Yummy Green Sprouts!

I'm not blessed with a green thumb.  I learned this at a very early age.  As a child, my mother insisted that I couldn't even keep clover alive, at which I promptly plucked some up from the yard, and planted it in a pot to see.  I really don't recall the clover's demise, but I do seem to recall that it lasted longer than anything else I had previously tried to keep.  To this day, I occasionally try my hand at keeping a plant alive, but have for the most part given up on spending any money to do so!  I'm drawn to holding onto seeds from produce I have eaten, and have managed to keep a few avocado plants around for a while, none of them longer than a year, so far.  I am quite pleased with the fact that I still have five date palms I planted spring of '08!  Hardy little fellows, that tend to like being neglected, apparently.

One area I have found I can excel (anybody can!) is sprouts.  How much damage can one do in five days?  ;~)  If you've yet to try this, you really should give it a go.  My first try at it, was over 20 years ago.  Since then, I've learned a great deal more than simply alfalfa and mung beans exist.  A great site I highly recommend is sproutpeople.com.  They have more information than you'd ever need, and it's all free on their site.  Sure they sell seeds & supplies too, but they don't require that you buy from them, to use the information they provide.  A couple other sites I've also had good purchase experiences with are sprouthouse.com & wheatgrasskits.com.

There are so many kinds of sprouts to choose from!  One of my favorites for a couple decades has been broccoli.  The pic above shows some more of my favorites: pea shoots on the right, and a mixture of sunflower greens and buckwheat greens on the left. 

Recently, I discovered Milk Thistle seeds, and they were advertised as sprout-able (even though I was not on a sprouting site.)  Well, not one to let that opportunity pass by, I purchased them, and excitedly started up a batch in a jar when they arrived.  They took a bit longer than most, but that may have been due to somewhat cool temperatures at the time. (Actually, only about 10% of them sprouted, and upon writing the company that I purchased them from, they credited me.  But that is a whole other story, and I am no worse for the wear.)  The thing is, they were quite ugly to the taste buds!  Bitter little things!  Their look reminded me somewhat of miniature sunflower greens, but had no where near that wonderful sweet flavor.  If anybody has tried these, and actually liked them, do let me know!  

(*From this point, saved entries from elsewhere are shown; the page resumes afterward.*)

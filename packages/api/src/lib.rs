// ABOUTME: HTTP API layer for Corral providing REST endpoints and SSE streaming
// ABOUTME: Wires the coordinator, sandbox pool, and budget guard into axum routes

use axum::routing::{delete, get, post};
use axum::Router;
use corral_budget::BudgetGuard;
use corral_executions::ExecutionCoordinator;
use corral_sandbox::SandboxPool;
use std::sync::Arc;
use std::time::Duration;

pub mod execution_handlers;
pub mod response;
pub mod sandbox_handlers;
pub mod sse;
pub mod stream_handlers;

/// Shared state for API handlers
#[derive(Clone)]
pub struct AppState {
    pub coordinator: Arc<ExecutionCoordinator>,
    pub sandboxes: Arc<SandboxPool>,
    pub budget: Arc<BudgetGuard>,
    pub heartbeat_interval: Duration,
}

pub fn create_router(state: AppState) -> Router {
    Router::new()
        .route("/api/sandboxes", delete(sandbox_handlers::close_all_sandboxes))
        .route("/api/sandboxes/count", get(sandbox_handlers::active_sandbox_count))
        .route(
            "/api/sandboxes/{owner_id}",
            post(sandbox_handlers::get_or_start_sandbox)
                .get(sandbox_handlers::get_sandbox_info)
                .delete(sandbox_handlers::close_sandbox),
        )
        .route("/api/executions", post(execution_handlers::start_execution))
        .route("/api/executions/recover", post(execution_handlers::recover_executions))
        .route("/api/executions/{execution_id}", get(execution_handlers::get_execution))
        .route(
            "/api/executions/{execution_id}/steps",
            post(execution_handlers::append_step).get(execution_handlers::list_steps),
        )
        .route(
            "/api/executions/{execution_id}/model",
            post(execution_handlers::run_model_call),
        )
        .route(
            "/api/executions/{execution_id}/command",
            post(execution_handlers::run_command),
        )
        .route(
            "/api/executions/{execution_id}/confirm",
            post(execution_handlers::confirm_execution),
        )
        .route(
            "/api/executions/{execution_id}/reject",
            post(execution_handlers::reject_execution),
        )
        .route(
            "/api/executions/{execution_id}/cancel",
            post(execution_handlers::cancel_execution),
        )
        .route(
            "/api/executions/{execution_id}/complete",
            post(execution_handlers::complete_execution),
        )
        .route("/api/budget/{project_id}", get(execution_handlers::get_budget_ledger))
        .route(
            "/executions/{execution_id}/stream",
            get(stream_handlers::stream_execution),
        )
        .with_state(state)
}
// ABOUTME: Execution state and step storage layer using SQLite
// ABOUTME: Handles durable execution rows and the append-only step log

use crate::types::{AgentStep, ExecutionCreateInput, ExecutionState, ExecutionStatus, StepKind};
use chrono::{DateTime, Utc};
use corral_storage::{Result, StorageError};
use nanoid::nanoid;
use sqlx::sqlite::SqliteRow;
use sqlx::{Row, SqlitePool};
use tracing::debug;

#[derive(Clone)]
pub struct ExecutionStorage {
    pool: SqlitePool,
}

impl ExecutionStorage {
    pub fn new(pool: SqlitePool) -> Self {
        Self { pool }
    }

    pub async fn create_execution(&self, input: ExecutionCreateInput) -> Result<ExecutionState> {
        let id = format!("exec-{}", nanoid!());
        let now = Utc::now();
        let context = input
            .context
            .as_ref()
            .map(serde_json::to_string)
            .transpose()
            .map_err(|e| StorageError::Database(format!("Failed to serialize context: {e}")))?;

        sqlx::query(
            r#"
            INSERT INTO executions (id, project_id, agent_type, status, failure_reason, context, created_at, updated_at)
            VALUES (?, ?, ?, ?, NULL, ?, ?, ?)
            "#,
        )
        .bind(&id)
        .bind(&input.project_id)
        .bind(&input.agent_type)
        .bind(ExecutionStatus::Pending)
        .bind(&context)
        .bind(now)
        .bind(now)
        .execute(&self.pool)
        .await
        .map_err(StorageError::Sqlx)?;

        debug!("Created execution {} for project {}", id, input.project_id);
        self.get_execution(&id).await
    }

    pub async fn get_execution(&self, id: &str) -> Result<ExecutionState> {
        let row = sqlx::query("SELECT * FROM executions WHERE id = ?")
            .bind(id)
            .fetch_optional(&self.pool)
            .await
            .map_err(StorageError::Sqlx)?;

        match row {
            Some(row) => row_to_execution(&row),
            None => Err(StorageError::NotFound(format!("Execution {id} not found"))),
        }
    }

    pub async fn update_status(
        &self,
        id: &str,
        status: ExecutionStatus,
        failure_reason: Option<&str>,
    ) -> Result<()> {
        let result = sqlx::query(
            r#"
            UPDATE executions
            SET status = ?, failure_reason = COALESCE(?, failure_reason), updated_at = ?
            WHERE id = ?
            "#,
        )
        .bind(status)
        .bind(failure_reason)
        .bind(Utc::now())
        .bind(id)
        .execute(&self.pool)
        .await
        .map_err(StorageError::Sqlx)?;

        if result.rows_affected() == 0 {
            return Err(StorageError::NotFound(format!("Execution {id} not found")));
        }
        debug!("Execution {} status -> {:?}", id, status);
        Ok(())
    }

    pub async fn list_by_status(&self, statuses: &[ExecutionStatus]) -> Result<Vec<ExecutionState>> {
        if statuses.is_empty() {
            return Ok(Vec::new());
        }
        let placeholders = vec!["?"; statuses.len()].join(", ");
        let query = format!(
            "SELECT * FROM executions WHERE status IN ({placeholders}) ORDER BY created_at ASC"
        );
        let mut q = sqlx::query(&query);
        for status in statuses {
            q = q.bind(*status);
        }
        let rows = q.fetch_all(&self.pool).await.map_err(StorageError::Sqlx)?;
        rows.iter().map(row_to_execution).collect()
    }

    /// Highest persisted seq for the execution, 0 when the log is empty
    pub async fn last_seq(&self, execution_id: &str) -> Result<i64> {
        let seq: i64 =
            sqlx::query_scalar("SELECT COALESCE(MAX(seq), 0) FROM execution_steps WHERE execution_id = ?")
                .bind(execution_id)
                .fetch_one(&self.pool)
                .await
                .map_err(StorageError::Sqlx)?;
        Ok(seq)
    }

    pub async fn append_step(&self, execution_id: &str, step: &AgentStep) -> Result<()> {
        let payload = serde_json::to_string(&step.payload)
            .map_err(|e| StorageError::Database(format!("Failed to serialize payload: {e}")))?;

        sqlx::query(
            r#"
            INSERT INTO execution_steps (execution_id, seq, kind, payload, created_at)
            VALUES (?, ?, ?, ?, ?)
            "#,
        )
        .bind(execution_id)
        .bind(step.seq)
        .bind(step.kind)
        .bind(&payload)
        .bind(step.created_at)
        .execute(&self.pool)
        .await
        .map_err(StorageError::Sqlx)?;

        sqlx::query("UPDATE executions SET updated_at = ? WHERE id = ?")
            .bind(Utc::now())
            .bind(execution_id)
            .execute(&self.pool)
            .await
            .map_err(StorageError::Sqlx)?;

        debug!("Appended step {} to execution {}", step.seq, execution_id);
        Ok(())
    }

    pub async fn list_steps(&self, execution_id: &str) -> Result<Vec<AgentStep>> {
        let rows = sqlx::query(
            "SELECT seq, kind, payload, created_at FROM execution_steps WHERE execution_id = ? ORDER BY seq ASC",
        )
        .bind(execution_id)
        .fetch_all(&self.pool)
        .await
        .map_err(StorageError::Sqlx)?;
        rows.iter().map(row_to_step).collect()
    }
}

fn row_to_execution(row: &SqliteRow) -> Result<ExecutionState> {
    let context: Option<String> = row.try_get("context").map_err(StorageError::Sqlx)?;
    let context = context
        .map(|c| serde_json::from_str(&c))
        .transpose()
        .map_err(|e| StorageError::Database(format!("Failed to parse context: {e}")))?;

    Ok(ExecutionState {
        id: row.try_get("id").map_err(StorageError::Sqlx)?,
        project_id: row.try_get("project_id").map_err(StorageError::Sqlx)?,
        agent_type: row.try_get("agent_type").map_err(StorageError::Sqlx)?,
        status: row.try_get("status").map_err(StorageError::Sqlx)?,
        failure_reason: row.try_get("failure_reason").map_err(StorageError::Sqlx)?,
        context,
        created_at: row.try_get("created_at").map_err(StorageError::Sqlx)?,
        updated_at: row.try_get("updated_at").map_err(StorageError::Sqlx)?,
    })
}

fn row_to_step(row: &SqliteRow) -> Result<AgentStep> {
    let payload: String = row.try_get("payload").map_err(StorageError::Sqlx)?;
    let payload = serde_json::from_str(&payload)
        .map_err(|e| StorageError::Database(format!("Failed to parse payload: {e}")))?;
    let kind: StepKind = row.try_get("kind").map_err(StorageError::Sqlx)?;
    let created_at: DateTime<Utc> = row.try_get("created_at").map_err(StorageError::Sqlx)?;

    Ok(AgentStep {
        seq: row.try_get("seq").map_err(StorageError::Sqlx)?,
        kind,
        payload,
        created_at,
    })
}

#[cfg(test)]
mod tests {
    use super::*;

    async fn storage() -> ExecutionStorage {
        let pool = corral_storage::init_memory_pool().await.unwrap();
        ExecutionStorage::new(pool)
    }

    fn input(project: &str) -> ExecutionCreateInput {
        ExecutionCreateInput {
            project_id: project.to_string(),
            agent_type: "coder".to_string(),
            context: Some(serde_json::json!({"branch": "main"})),
        }
    }

    #[tokio::test]
    async fn test_create_and_get_execution() {
        let storage = storage().await;
        let created = storage.create_execution(input("proj-a")).await.unwrap();

        assert!(created.id.starts_with("exec-"));
        assert_eq!(created.status, ExecutionStatus::Pending);
        assert_eq!(created.context, Some(serde_json::json!({"branch": "main"})));

        let fetched = storage.get_execution(&created.id).await.unwrap();
        assert_eq!(fetched.id, created.id);
        assert_eq!(fetched.project_id, "proj-a");
    }

    #[tokio::test]
    async fn test_get_missing_execution_is_not_found() {
        let storage = storage().await;
        let result = storage.get_execution("exec-missing").await;
        assert!(matches!(result, Err(StorageError::NotFound(_))));
    }

    #[tokio::test]
    async fn test_update_status_preserves_failure_reason() {
        let storage = storage().await;
        let created = storage.create_execution(input("proj-a")).await.unwrap();

        storage
            .update_status(&created.id, ExecutionStatus::Running, None)
            .await
            .unwrap();
        storage
            .update_status(&created.id, ExecutionStatus::Failed, Some("provider error"))
            .await
            .unwrap();

        let fetched = storage.get_execution(&created.id).await.unwrap();
        assert_eq!(fetched.status, ExecutionStatus::Failed);
        assert_eq!(fetched.failure_reason.as_deref(), Some("provider error"));
    }

    #[tokio::test]
    async fn test_step_log_round_trip_in_order() {
        let storage = storage().await;
        let created = storage.create_execution(input("proj-a")).await.unwrap();

        assert_eq!(storage.last_seq(&created.id).await.unwrap(), 0);

        for seq in 1..=3 {
            let step = AgentStep {
                seq,
                kind: StepKind::ToolCall,
                payload: serde_json::json!({"n": seq}),
                created_at: Utc::now(),
            };
            storage.append_step(&created.id, &step).await.unwrap();
        }

        assert_eq!(storage.last_seq(&created.id).await.unwrap(), 3);
        let steps = storage.list_steps(&created.id).await.unwrap();
        assert_eq!(steps.len(), 3);
        assert_eq!(steps[0].seq, 1);
        assert_eq!(steps[2].payload, serde_json::json!({"n": 3}));
    }

    #[tokio::test]
    async fn test_list_by_status_filters() {
        let storage = storage().await;
        let a = storage.create_execution(input("proj-a")).await.unwrap();
        let b = storage.create_execution(input("proj-b")).await.unwrap();
        storage
            .update_status(&a.id, ExecutionStatus::Running, None)
            .await
            .unwrap();

        let running = storage
            .list_by_status(&[ExecutionStatus::Running, ExecutionStatus::WaitingConfirmation])
            .await
            .unwrap();
        assert_eq!(running.len(), 1);
        assert_eq!(running[0].id, a.id);

        let pending = storage.list_by_status(&[ExecutionStatus::Pending]).await.unwrap();
        assert_eq!(pending.len(), 1);
        assert_eq!(pending[0].id, b.id);
    }
}
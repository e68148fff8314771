// ABOUTME: Environment-driven server configuration
// ABOUTME: Parses and validates CORRAL_* variables with typed errors

use std::env;
use std::path::PathBuf;
use std::time::Duration;
use thiserror::Error;

#[derive(Error, Debug)]
pub enum ConfigError {
    #[error("Invalid value for {0}: {1}")]
    InvalidNumber(&'static str, String),

    #[error("Port {0} is out of valid range (1-65535)")]
    PortOutOfRange(u64),
}

#[derive(Debug, Clone)]
pub struct Config {
    pub port: u16,
    pub database_path: PathBuf,
    pub max_sandboxes: Option<usize>,
    pub model_timeout: Duration,
    pub sandbox_create_timeout: Duration,
    pub command_timeout: Duration,
    pub heartbeat_interval: Duration,
    pub default_budget_limit: f64,
}

impl Config {
    pub fn from_env() -> Result<Self, ConfigError> {
        Ok(Self {
            port: parse_port(env::var("CORRAL_PORT").ok())?,
            database_path: env::var("CORRAL_DB_PATH")
                .map(PathBuf::from)
                .unwrap_or_else(|_| PathBuf::from("corral.db")),
            max_sandboxes: parse_max_sandboxes(env::var("CORRAL_MAX_SANDBOXES").ok())?,
            model_timeout: parse_secs("CORRAL_MODEL_TIMEOUT_SECS", env::var("CORRAL_MODEL_TIMEOUT_SECS").ok(), 30)?,
            sandbox_create_timeout: parse_secs(
                "CORRAL_SANDBOX_CREATE_TIMEOUT_SECS",
                env::var("CORRAL_SANDBOX_CREATE_TIMEOUT_SECS").ok(),
                60,
            )?,
            command_timeout: parse_secs("CORRAL_COMMAND_TIMEOUT_SECS", env::var("CORRAL_COMMAND_TIMEOUT_SECS").ok(), 120)?,
            heartbeat_interval: parse_secs("CORRAL_HEARTBEAT_SECS", env::var("CORRAL_HEARTBEAT_SECS").ok(), 30)?,
            default_budget_limit: parse_budget_limit(env::var("CORRAL_DEFAULT_BUDGET_LIMIT").ok())?,
        })
    }
}

fn parse_port(value: Option<String>) -> Result<u16, ConfigError> {
    match value {
        Some(raw) => {
            let port: u64 = raw
                .parse()
                .map_err(|_| ConfigError::InvalidNumber("CORRAL_PORT", raw.clone()))?;
            if port == 0 || port > u16::MAX as u64 {
                return Err(ConfigError::PortOutOfRange(port));
            }
            Ok(port as u16)
        }
        None => Ok(4180),
    }
}

/// Absent or empty means the pool is unbounded
fn parse_max_sandboxes(value: Option<String>) -> Result<Option<usize>, ConfigError> {
    match value {
        Some(raw) if !raw.is_empty() => {
            let max: usize = raw
                .parse()
                .map_err(|_| ConfigError::InvalidNumber("CORRAL_MAX_SANDBOXES", raw.clone()))?;
            if max == 0 {
                return Err(ConfigError::InvalidNumber("CORRAL_MAX_SANDBOXES", raw));
            }
            Ok(Some(max))
        }
        _ => Ok(None),
    }
}

fn parse_secs(
    name: &'static str,
    value: Option<String>,
    default: u64,
) -> Result<Duration, ConfigError> {
    match value {
        Some(raw) => {
            let secs: u64 = raw
                .parse()
                .map_err(|_| ConfigError::InvalidNumber(name, raw.clone()))?;
            Ok(Duration::from_secs(secs))
        }
        None => Ok(Duration::from_secs(default)),
    }
}

fn parse_budget_limit(value: Option<String>) -> Result<f64, ConfigError> {
    match value {
        Some(raw) => {
            let limit: f64 = raw
                .parse()
                .map_err(|_| ConfigError::InvalidNumber("CORRAL_DEFAULT_BUDGET_LIMIT", raw.clone()))?;
            if limit < 0.0 {
                return Err(ConfigError::InvalidNumber("CORRAL_DEFAULT_BUDGET_LIMIT", raw));
            }
            Ok(limit)
        }
        None => Ok(100.0),
    }
}
// ABOUTME: Agent execution coordination package for Corral
// ABOUTME: State machine, durable step log, event fan-out, and crash recovery

pub mod coordinator;
pub mod error;
pub mod events;
pub mod model;
pub mod safety;
pub mod storage;
pub mod types;

pub use coordinator::{CoordinatorConfig, ExecutionCoordinator};
pub use error::{CoordinatorError, Result};
pub use events::{EventBus, StepCallback, SubscriptionToken};
pub use model::{ModelClient, ModelError, ModelRequest, ModelResponse};
pub use safety::{
    AgentAction, ClassifierError, RiskClassification, RiskLevel, SafetyClassifier,
};
pub use storage::ExecutionStorage;
pub use types::{
    AgentStep, ExecutionCreateInput, ExecutionState, ExecutionStatus, NewStep, StepKind,
};
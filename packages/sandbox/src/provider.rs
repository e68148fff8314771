// ABOUTME: Provider traits for remote sandbox backends
// ABOUTME: Defines the opaque create/run/read/write/kill interface the pool consumes

use async_trait::async_trait;
use serde::{Deserialize, Serialize};
use std::sync::Arc;
use thiserror::Error;

#[derive(Error, Debug)]
pub enum ProviderError {
    #[error("Connection error: {0}")]
    Connection(String),

    #[error("Sandbox creation failed: {0}")]
    CreationFailed(String),

    #[error("Command failed: {0}")]
    CommandFailed(String),

    #[error("File transfer failed: {0}")]
    FileTransfer(String),

    #[error("Provider not available: {0}")]
    NotAvailable(String),
}

pub type Result<T> = std::result::Result<T, ProviderError>;

/// Output of one command run inside a sandbox
#[derive(Debug, Clone, Serialize, Deserialize)]
pub struct ExecResult {
    pub exit_code: i64,
    pub stdout: String,
    pub stderr: String,
}

impl ExecResult {
    pub fn is_success(&self) -> bool {
        self.exit_code == 0
    }
}

/// Live connection to one remote sandbox
#[async_trait]
pub trait SandboxHandle: Send + Sync {
    /// Provider-side identifier for the remote resource
    fn remote_id(&self) -> &str;

    async fn run_command(&self, command: &[String]) -> Result<ExecResult>;

    async fn read_file(&self, path: &str) -> Result<Vec<u8>>;

    async fn write_file(&self, path: &str, contents: &[u8]) -> Result<()>;

    /// Tear down the remote resource. Idempotent on the provider side.
    async fn kill(&self) -> Result<()>;
}

/// Remote compute backend that can start sandboxes
#[async_trait]
pub trait SandboxProvider: Send + Sync {
    async fn create(&self, owner_id: &str) -> Result<Arc<dyn SandboxHandle>>;
}
use nalgebra::{DMatrix, DVector};
use thiserror::Error;

#[derive(Debug, Error)]
pub enum RegressionErrors {
    #[error("cannot fit a regression to an empty series")]
    Empty,
    #[error("x and y lengths differ: {xs} vs {ys}")]
    LengthMismatch { xs: usize, ys: usize },
    #[error("least squares solve failed: {0}")]
    Solve(&'static str),
}

#[derive(Debug, Clone, PartialEq)]
pub struct LinearFit {
    pub predicted: Vec<f64>,
    pub slope: f64,
}

/// Ordinary least squares of y on x. Returns the predicted y at each input x
/// together with the fitted slope.
pub fn linear(xs: &[f64], ys: &[f64]) -> Result<LinearFit, RegressionErrors> {
    let coeffs = fit(xs, ys, 1)?;
    Ok(LinearFit {
        predicted: predict(xs, &coeffs),
        slope: coeffs[1],
    })
}

/// Least squares over a polynomial basis of the given degree. Only the
/// predicted curve is surfaced; the coefficients stay internal.
pub fn polynomial(xs: &[f64], ys: &[f64], degree: usize) -> Result<Vec<f64>, RegressionErrors> {
    let coeffs = fit(xs, ys, degree)?;
    Ok(predict(xs, &coeffs))
}

fn fit(xs: &[f64], ys: &[f64], degree: usize) -> Result<DVector<f64>, RegressionErrors> {
    if xs.len() != ys.len() {
        return Err(RegressionErrors::LengthMismatch {
            xs: xs.len(),
            ys: ys.len(),
        });
    }
    if xs.is_empty() {
        return Err(RegressionErrors::Empty);
    }

    // Vandermonde design matrix, solved via SVD so rank-deficient inputs
    // (fewer points than terms, repeated x) still yield a least squares fit.
    let design = DMatrix::from_fn(xs.len(), degree + 1, |row, col| xs[row].powi(col as i32));
    let rhs = DVector::from_column_slice(ys);

    design
        .svd(true, true)
        .solve(&rhs, f64::EPSILON)
        .map_err(RegressionErrors::Solve)
}

fn predict(xs: &[f64], coeffs: &DVector<f64>) -> Vec<f64> {
    xs.iter()
        .map(|&x| {
            coeffs
                .iter()
                .enumerate()
                .map(|(power, c)| c * x.powi(power as i32))
                .sum()
        })
        .collect()
}
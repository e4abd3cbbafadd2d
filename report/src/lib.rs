use std::collections::BTreeMap;
use std::fs;
use std::path::Path;
use std::sync::LazyLock;

use regex::Regex;
use serde::Deserialize;
use thiserror::Error;

#[derive(Debug, Error)]
pub enum ReportErrors {
    #[error("failed to read report: {0}")]
    Io(#[from] std::io::Error),
    #[error("failed to parse timing report: {0}")]
    Json(#[from] serde_json::Error),
    #[error("benchmark name {0:?} does not match IDENT<NUM, NUM>")]
    BenchNameFormat(String),
    #[error("benchmark {name:?} has no {counter:?} counter")]
    MissingCounter { name: String, counter: &'static str },
}

/// One (algorithm, density) group of samples as three index-aligned columns,
/// in file append order. `n` is the combined size counter (V + E, or V * E
/// for LEX M), `v` the vertex count, `values` the measured quantity.
#[derive(Debug, Default, Clone, PartialEq)]
pub struct Series {
    pub n: Vec<f64>,
    pub v: Vec<f64>,
    pub values: Vec<f64>,
}

impl Series {
    fn push(&mut self, n: f64, v: f64, value: f64) {
        self.n.push(n);
        self.v.push(v);
        self.values.push(value);
    }

    pub fn len(&self) -> usize {
        self.values.len()
    }

    pub fn is_empty(&self) -> bool {
        self.values.is_empty()
    }
}

/// Display name -> density percentage -> series.
pub type ReportData = BTreeMap<String, BTreeMap<u32, Series>>;

/// Maps the raw benchmark identifiers to their display labels. Names outside
/// the table pass through unchanged.
pub fn display_name(raw: &str) -> &str {
    match raw {
        "fill_random_graph" | "fill_in_random_graph" => "FILL",
        "lex_m_random_graph" => "LEX M",
        "lex_p_random_graph" => "LEX P",
        other => other,
    }
}

static BENCH_NAME: LazyLock<Regex> =
    LazyLock::new(|| Regex::new(r"([\w]+)<(\d+), (\d+)>").expect("hardcoded regex"));

static MEM_LINE: LazyLock<Regex> = LazyLock::new(|| {
    // the memory bench prints `<NUM,NUM>` without a space after the comma
    Regex::new(r"([\w]+)<(\d+), ?(\d+)> v=(\d+) n=(\d+): max (\d+) bytes").expect("hardcoded regex")
});

#[derive(Debug, Deserialize)]
struct TimeReport {
    benchmarks: Vec<BenchEntry>,
}

#[derive(Debug, Deserialize)]
struct BenchEntry {
    name: String,
    n: Option<f64>,
    v: Option<f64>,
    cpu_time: Option<f64>,
}

impl BenchEntry {
    fn counter(&self, value: Option<f64>, counter: &'static str) -> Result<f64, ReportErrors> {
        value.ok_or_else(|| ReportErrors::MissingCounter {
            name: self.name.clone(),
            counter,
        })
    }
}

pub fn parse_time_report(path: impl AsRef<Path>) -> Result<ReportData, ReportErrors> {
    parse_time_str(&fs::read_to_string(path)?)
}

/// Parses the JSON timing report. Rows whose name ends in `BigO` or `RMS` are
/// complexity summaries produced by the benchmark library, not samples, and
/// are skipped before any field is touched.
pub fn parse_time_str(json: &str) -> Result<ReportData, ReportErrors> {
    let report: TimeReport = serde_json::from_str(json)?;

    let mut data = ReportData::new();
    for bench in &report.benchmarks {
        if bench.name.ends_with("BigO") || bench.name.ends_with("RMS") {
            continue;
        }

        let (func, perc) = split_bench_name(&bench.name)?;
        let n = bench.counter(bench.n, "n")?;
        let v = bench.counter(bench.v, "v")?;
        let cpu_time = bench.counter(bench.cpu_time, "cpu_time")?;

        data.entry(func)
            .or_default()
            .entry(perc)
            .or_default()
            .push(n, v, cpu_time);
    }

    Ok(data)
}

pub fn parse_mem_report(path: impl AsRef<Path>) -> Result<ReportData, ReportErrors> {
    parse_mem_str(&fs::read_to_string(path)?)
}

/// Parses the free-text memory report. Lines that do not match the expected
/// shape are silently ignored.
pub fn parse_mem_str(text: &str) -> Result<ReportData, ReportErrors> {
    let mut data = ReportData::new();
    for caps in MEM_LINE.captures_iter(text) {
        let func = display_name(&caps[1]).to_owned();
        let num = parse_number(&caps[0], &caps[2])?;
        let div = parse_number(&caps[0], &caps[3])?;
        let v = parse_number(&caps[0], &caps[4])?;
        let n = parse_number(&caps[0], &caps[5])?;
        let max_mem = parse_number(&caps[0], &caps[6])?;

        data.entry(func)
            .or_default()
            .entry(density(num, div))
            .or_default()
            .push(n as f64, v as f64, max_mem as f64);
    }

    Ok(data)
}

/// Extracts the display name and density percentage from a benchmark label
/// shaped like `identifier<numerator, denominator>`. A label without that
/// shape is a hard error and aborts the whole run.
fn split_bench_name(name: &str) -> Result<(String, u32), ReportErrors> {
    let caps = BENCH_NAME
        .captures(name)
        .ok_or_else(|| ReportErrors::BenchNameFormat(name.to_owned()))?;
    let num = parse_number(name, &caps[2])?;
    let div = parse_number(name, &caps[3])?;
    Ok((display_name(&caps[1]).to_owned(), density(num, div)))
}

/// Floor of 100 * num / div. The result doubles as the grouping key and the
/// hue index, so the floor semantics must hold exactly.
fn density(num: u64, div: u64) -> u32 {
    (100 * num / div) as u32
}

fn parse_number(context: &str, digits: &str) -> Result<u64, ReportErrors> {
    digits
        .parse()
        .map_err(|_| ReportErrors::BenchNameFormat(context.to_owned()))
}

Do you sprout?  If so, what are your favorites?



rainburkett said...

I noticed your comments on goneraw.com, and so I looked at your profile which led me here. I really really like your blog. The raw food ideas are so simple, yet creative. It is truly what raw food is all about. I look forward to reading more of your ideas. As for sprouts, it's something I haven't tried yet. I'm focusing on adding more fruits and veggies to a mostly cooked diet at the moment. Also, I'm still collecting info, so that when I do go raw, I'll understand what's going on.

~pixx said...

Thanks for the compliments! :~)

Yes, "Gourmet" raw certainly can be fun from time to time, but I do think eating simply is best.

Transitioning slowly by adding more yummy raw fruits and veggies into your diet, as you are doing, is a great way to go about it all! Good for you, for making the changes. :~)

HollyWould said...

Thanks for the comment on my blog, love your sprout pic, they look delicious!

~pixx said...

Thanks, Holly! (& You're welcome!)


Phoenix's Muse said...

I don't actually *like* any sprouts at all. I couldn't eat them plain for the life of me. However, sunflower sprouts are the most mild, and I find I can disguise their flavor easily by putting them in salsa, guacamole or in crackers I make in my dehydrator, so, by default, that makes sunflower sprouts my favorite.